Поездка к Литвиновой не приносит результата. Да я и не ожидал, если честно, что Юлька так быстро простит.
Мне было важно показать, что не отпускаю: она нужна мне и на работе, и в жизни. Не собираюсь от неё отказываться. От нашего будущего.
Если захочет, конечно, связать со мной свою судьбу.
Утром в приёмной пусто. Открываю дверь и сразу понимаю, что Юльки нет. Оказывается, своим присутствием она создаёт определённую ауру в помещении, которую можно почувствовать.
Прохожу в свой кабинет, рассеянно включаю компьютер и обнаруживаю в почте письмо от Литвиновой.
Вот же упрямая! Прислала повторно заявление на расчёт.
Удаляю сообщение недрогнувшей рукой:
– Нет, Юлия Николаевна, я ничего от вас не получал. В табеле поставлю прогул, если в течение часа не появитесь на работе.
Ухожу на летучку в надежде, что помощница одумается и вернётся. А там…
А там перешёптывания, косые взгляды, хихиканье в кулачок. Мужчины – заведующие отделениями, смотрят на меня с сочувствием. Женщины по-разному: кто с презрением, кто с любопытством, кто с удивлением…
Чтобы пресечь сплетни на корню, объявляю коллективу:
– Коллеги, не думал, что моя личная жизнь выйдет на всеобщее обозрение, но так уж получилось. Поэтому прошу пресекать все возможные контакты с моей женой, Елизаветой Витальевной Алябьевой. Решение о разводе было принято ещё в Москве.
И не стоит донимать вопросами мою помощницу. Юлия Николаевна тоже находится в процессе развода.
А теперь перейдём к отчётам по отделениям. Виктор Павлович, прошу вас.
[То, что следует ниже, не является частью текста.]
use std::sync::Arc;

use axum::{
    Router,
    extract::{Path, Query, State},
    http::StatusCode,
    response::Json,
    routing::get,
};
use serde::{Deserialize, Serialize};
use tracing::warn;

use crate::{
    EvacError,
    config::SearchConfig,
    evacuation::{
        CenterAssessment, CenterDirectory, DirectionsRequest, MapsPlatform, ProximitySearch,
        UNKNOWN_DISTANCE,
    },
    models::{Facility, GeoPoint},
};

#[derive(Clone)]
pub struct ApiState {
    pub directory: Arc<dyn CenterDirectory>,
    pub search: SearchConfig,
    pub platform: MapsPlatform,
}

/// Device position and options shared by every endpoint
#[derive(Debug, Default, Deserialize)]
pub struct PositionQuery {
    pub lat: Option<f64>,
    pub lon: Option<f64>,
    pub radius: Option<f64>,
    pub platform: Option<MapsPlatform>,
}

impl PositionQuery {
    fn origin(&self) -> Result<Option<GeoPoint>, StatusCode> {
        match (self.lat, self.lon) {
            (Some(lat), Some(lon)) => GeoPoint::new(lat, lon).map(Some).map_err(|e| {
                warn!("Rejected position: {}", e);
                StatusCode::BAD_REQUEST
            }),
            (None, None) => Ok(None),
            _ => {
                warn!("Rejected position: lat and lon must be given together");
                Err(StatusCode::BAD_REQUEST)
            }
        }
    }

    fn radius(&self) -> Result<Option<f64>, StatusCode> {
        match self.radius {
            Some(radius) if !radius.is_finite() || radius <= 0.0 => {
                warn!("Rejected radius: {}", radius);
                Err(StatusCode::BAD_REQUEST)
            }
            radius => Ok(radius),
        }
    }
}

#[derive(Serialize, Deserialize)]
pub struct ApiCenter {
    pub id: u32,
    pub name: String,
    pub address: String,
    pub latitude: Option<f64>,
    pub longitude: Option<f64>,
    pub capacity: u32,
    pub current_occupancy: u32,
    pub occupancy: String,
    pub percentage: f64,
    pub raw_ratio: f64,
    pub over_capacity: bool,
    pub tier: String,
    pub color: String,
    pub distance_km: Option<f64>,
    pub distance: String,
    pub facilities: Vec<Facility>,
}

impl From<&CenterAssessment> for ApiCenter {
    fn from(assessment: &CenterAssessment) -> Self {
        let center = &assessment.center;
        Self {
            id: center.id,
            name: center.name.clone(),
            address: center.address.clone(),
            latitude: center.location.map(|l| l.latitude()),
            longitude: center.location.map(|l| l.longitude()),
            capacity: center.capacity,
            current_occupancy: center.current_occupancy,
            occupancy: center.occupancy_display(),
            percentage: assessment.capacity.percentage,
            raw_ratio: assessment.capacity.raw_ratio,
            over_capacity: assessment.capacity.is_over_capacity(),
            tier: assessment.capacity.tier.to_string(),
            color: assessment.capacity.tier.color_hex().to_string(),
            distance_km: assessment.distance_km(),
            distance: assessment
                .distance
                .as_ref()
                .map_or_else(|| UNKNOWN_DISTANCE.to_string(), |d| d.display.clone()),
            facilities: center.facilities.clone(),
        }
    }
}

#[derive(Serialize, Deserialize)]
pub struct ApiDirections {
    pub center_id: u32,
    pub platform: MapsPlatform,
    pub uri: String,
    pub map_link: String,
    pub embed_url: String,
    pub distance_km: Option<f64>,
    pub distance: String,
}

pub fn router(state: ApiState) -> Router {
    Router::new()
        .route("/centers", get(list_centers))
        .route("/centers/nearest", get(nearest_center))
        .route("/centers/{id}", get(get_center))
        .route("/centers/{id}/directions", get(get_directions))
        .with_state(state)
}

fn status_for(err: &EvacError) -> StatusCode {
    match err {
        EvacError::InvalidArgument { .. } => StatusCode::BAD_REQUEST,
        EvacError::MissingCoordinates { .. } => StatusCode::UNPROCESSABLE_ENTITY,
        _ => StatusCode::INTERNAL_SERVER_ERROR,
    }
}

fn assess_all(
    state: &ApiState,
    origin: Option<&GeoPoint>,
) -> Result<Vec<CenterAssessment>, StatusCode> {
    ProximitySearch::assess_all(state.directory.as_ref(), origin).map_err(|e| status_for(&e))
}

async fn list_centers(
    State(state): State<ApiState>,
    Query(query): Query<PositionQuery>,
) -> Result<Json<Vec<ApiCenter>>, StatusCode> {
    let origin = query.origin()?;
    let mut assessments = assess_all(&state, origin.as_ref())?;

    if let Some(radius) = query.radius()? {
        assessments = ProximitySearch::within_radius(assessments, radius);
    }
    assessments.truncate(state.search.max_results as usize);

    Ok(Json(assessments.iter().map(ApiCenter::from).collect()))
}

async fn nearest_center(
    State(state): State<ApiState>,
    Query(query): Query<PositionQuery>,
) -> Result<Json<ApiCenter>, StatusCode> {
    let origin = query.origin()?.ok_or(StatusCode::BAD_REQUEST)?;
    let radius = query.radius()?.unwrap_or(state.search.radius_km);

    let assessments = ProximitySearch::within_radius(assess_all(&state, Some(&origin))?, radius);
    ProximitySearch::nearest_available(&assessments)
        .map(|assessment| Json(ApiCenter::from(assessment)))
        .ok_or(StatusCode::NOT_FOUND)
}

async fn get_center(
    State(state): State<ApiState>,
    Path(id): Path<u32>,
    Query(query): Query<PositionQuery>,
) -> Result<Json<ApiCenter>, StatusCode> {
    let origin = query.origin()?;
    let center = state.directory.find(id).ok_or(StatusCode::NOT_FOUND)?;
    let assessment =
        ProximitySearch::assess(&center, origin.as_ref()).map_err(|e| status_for(&e))?;
    Ok(Json(ApiCenter::from(&assessment)))
}

async fn get_directions(
    State(state): State<ApiState>,
    Path(id): Path<u32>,
    Query(query): Query<PositionQuery>,
) -> Result<Json<ApiDirections>, StatusCode> {
    let origin = query.origin()?;
    let center = state.directory.find(id).ok_or(StatusCode::NOT_FOUND)?;
    let request = DirectionsRequest::for_center(&center, origin).map_err(|e| {
        warn!("Directions unavailable: {}", e);
        status_for(&e)
    })?;

    let platform = query.platform.unwrap_or(state.platform);
    let distance = request.distance();

    Ok(Json(ApiDirections {
        center_id: center.id,
        platform,
        uri: request.uri(platform),
        map_link: request.map_link(),
        embed_url: request.embed_url(),
        distance_km: distance.as_ref().map(|d| d.kilometers),
        distance: distance.map_or_else(|| UNKNOWN_DISTANCE.to_string(), |d| d.display),
    }))
}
Заведующий хирургией открывает ежедневник и начинает рассказывать о текущем положении дел.
Слушаю, уставившись в блокнот и лениво перелистывая свои записи. Интересно, хватит у Юльки смелости вернуться на работу или нет?
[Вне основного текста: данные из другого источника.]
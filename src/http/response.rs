//! Response construction for dispatch outcomes.
//!
//! # Responsibilities
//! - Translate dispatch errors into HTTP status codes (404, 405)
//! - Shape JSON error bodies consistently across the gateway
//! - Attach the `Allow` header on 405 responses
//!
//! # Design Decisions
//! - Errors are JSON, matching what an API client expects from the backend
//! - The 405 `Allow` header lists every method the path accepts

use axum::http::{header, HeaderValue, Method, StatusCode};
use axum::response::{IntoResponse, Response};
use axum::Json;
use serde_json::json;

use crate::routing::HandlerId;

/// Generic JSON error body.
pub fn error_response(status: StatusCode, message: &str) -> Response {
    (
        status,
        Json(json!({
            "error": {
                "status": status.as_u16(),
                "message": message,
            }
        })),
    )
        .into_response()
}

/// 404 for paths with no declared route.
pub fn not_found() -> Response {
    error_response(StatusCode::NOT_FOUND, "no route matches the requested path")
}

/// 405 for declared paths hit with the wrong verb.
pub fn method_not_allowed(allowed: &[Method]) -> Response {
    let mut response = error_response(
        StatusCode::METHOD_NOT_ALLOWED,
        "method not allowed for this path",
    );
    let list = allowed
        .iter()
        .map(Method::as_str)
        .collect::<Vec<_>>()
        .join(", ");
    if let Ok(value) = HeaderValue::from_str(&list) {
        response.headers_mut().insert(header::ALLOW, value);
    }
    response
}

/// 401 for protected routes without a valid session.
pub fn unauthorized(message: &str) -> Response {
    error_response(StatusCode::UNAUTHORIZED, message)
}

/// 501 for routes whose handler has not been bound in the registry.
pub fn not_implemented(handler: &HandlerId) -> Response {
    (
        StatusCode::NOT_IMPLEMENTED,
        Json(json!({
            "error": {
                "status": 501,
                "message": "handler not implemented",
                "controller": handler.controller,
                "action": handler.action,
            }
        })),
    )
        .into_response()
}
//! Session token middleware.
//!
//! # Responsibilities
//! - Enforce the session requirement on protected routes
//! - Extract the token headers the auth plugin issues
//! - Delegate actual token validation to the external collaborator
//!
//! # Design Decisions
//! - Dispatch itself never enforces auth; this middleware composes around it
//!   and reuses the same pure `resolve` to learn the route's policy
//! - Public routes (health, sign-up, sign-in, ...) and unmatched paths pass
//!   through; 404/405 are produced downstream by the dispatch handler
//! - `SessionValidator` is a seam: the default implementation only checks
//!   header presence, real validation belongs to the auth backend

use axum::body::Body;
use axum::extract::State;
use axum::http::Request;
use axum::middleware::Next;
use axum::response::Response;

use crate::http::response::unauthorized;
use crate::http::server::AppState;
use crate::routing::AuthPolicy;

/// Token triple carried on every authenticated request.
#[derive(Debug, Clone, PartialEq, Eq)]
pub struct SessionToken {
    pub access_token: String,
    pub client: String,
    pub uid: String,
}

/// External session validation seam.
pub trait SessionValidator: Send + Sync {
    /// Returns true if the token identifies a live session.
    fn validate(&self, token: &SessionToken) -> bool;
}

/// Default validator: accepts any request that carries all three headers.
///
/// Real deployments replace this with a validator backed by the auth plugin.
#[derive(Debug, Default)]
pub struct HeaderPresence;

impl SessionValidator for HeaderPresence {
    fn validate(&self, _token: &SessionToken) -> bool {
        true
    }
}

/// Reject protected routes lacking a valid session token.
pub async fn require_session(
    State(state): State<AppState>,
    request: Request<Body>,
    next: Next,
) -> Response {
    if !state.auth.enabled {
        return next.run(request).await;
    }

    let policy = state
        .dispatcher
        .resolve(request.method(), request.uri().path())
        .map(|found| found.auth);

    // Public routes and dispatch misses continue; the dispatch handler
    // produces the 404/405 for misses.
    if policy != Ok(AuthPolicy::Required) {
        return next.run(request).await;
    }

    let Some(token) = extract_token(&request, &state) else {
        tracing::debug!(path = %request.uri().path(), "Missing session token headers");
        return unauthorized("missing session token headers");
    };

    if !state.sessions.validate(&token) {
        tracing::debug!(uid = %token.uid, "Session token rejected");
        return unauthorized("invalid or expired session token");
    }

    next.run(request).await
}

fn extract_token(request: &Request<Body>, state: &AppState) -> Option<SessionToken> {
    let header = |name: &str| -> Option<String> {
        request
            .headers()
            .get(name)
            .and_then(|v| v.to_str().ok())
            .filter(|v| !v.is_empty())
            .map(str::to_string)
    };

    Some(SessionToken {
        access_token: header(&state.auth.token_header)?,
        client: header(&state.auth.client_header)?,
        uid: header(&state.auth.uid_header)?,
    })
}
Хочется побыстрее свернуть заседание, но и увидеть пустую приёмную страшно. Если её там нет, ближе к обеду отправлюсь к ней домой. Поговорю ещё раз. Постараюсь убедить, что всё можно исправить.
Вот только совсем не ожидаю исключительной прыти от своей жёнушки. Оказывается, она меня опередила и нанесла визит первой. С раннего утра, так сказать…
***
Дверь в квартиру Литвиновых открыта. Осторожно берусь за ручку и толкаю полотно. На полу в коридоре разбросанная в беспорядке обувь, потрёпанный зонт, пара шарфов…
Сердце замирает в тревоге. Если Юльку или Антона забрали дружки Литвинова, которым он задолжал, то я самый большой идиот в этом городе.
Оставил любимую женщину и её ребёнка в опасности. Пообещал помощь и защиту, а когда они стали необходимы, меня не было рядом.
Юля
Когда Загорский уходит, я ещё некоторое время сижу на кухне, глядя в окно. Наблюдаю, как он садится в машину, но не трогается с места. О чём-то думает.
Я скучаю по Глебу. Уже скучаю…
Но эта боль, что теперь поселилась между нами, не даёт дышать, обида выворачивает всё внутри, а страх за будущее заставляет думать не о себе, а о ребёнке.
Вспоминаю о Лизе, о её визите, и внутри всё начинает искриться от гнева.
Драка с женой Глеба отняла силы, но в то же время напитала меня яростью. Я почувствовала, как включился защитный механизм: злость стала щитом.
Мне необходимо защитить не только себя, но и своего сына, свой маленький оборонительный бастион от мира, который кажется с каждым днём всё враждебней.
Беру в руки телефон, сжимая его до белых костяшек пальцев, и начинаю обзванивать вакансии на должность секретаря или помощника руководителя.
Каждое «извините, у нас уже другой кандидат» звучит, как приговор. Никакие их обещания перезвонить не могут заменить реального шанса на работу. Я понимаю, что мои контакты тут же летят в корзину.
В голове играет противный мотив: «Ты неудачница. С ребёнком на руках, ты никому не нужна».
Каждый отказ как колющий шип вонзался в душу. Вера в то, что всё наладится, гаснет с каждым звонком.
На очередном собеседовании отвечают, что беременные женщины и матери с детьми им не подходят. «Ничего личного, это только бизнес», – звучит в ушах горькая ирония судьбы.
Слышу, как кто-то открывает замок. Бегу встречать сына из школы, что-то он сегодня рано. Но разочарование заставляет стереть с лица улыбку: это мама явилась по мою душу. Огромная тень, всякий раз разбивающая в щепки моё умиротворение.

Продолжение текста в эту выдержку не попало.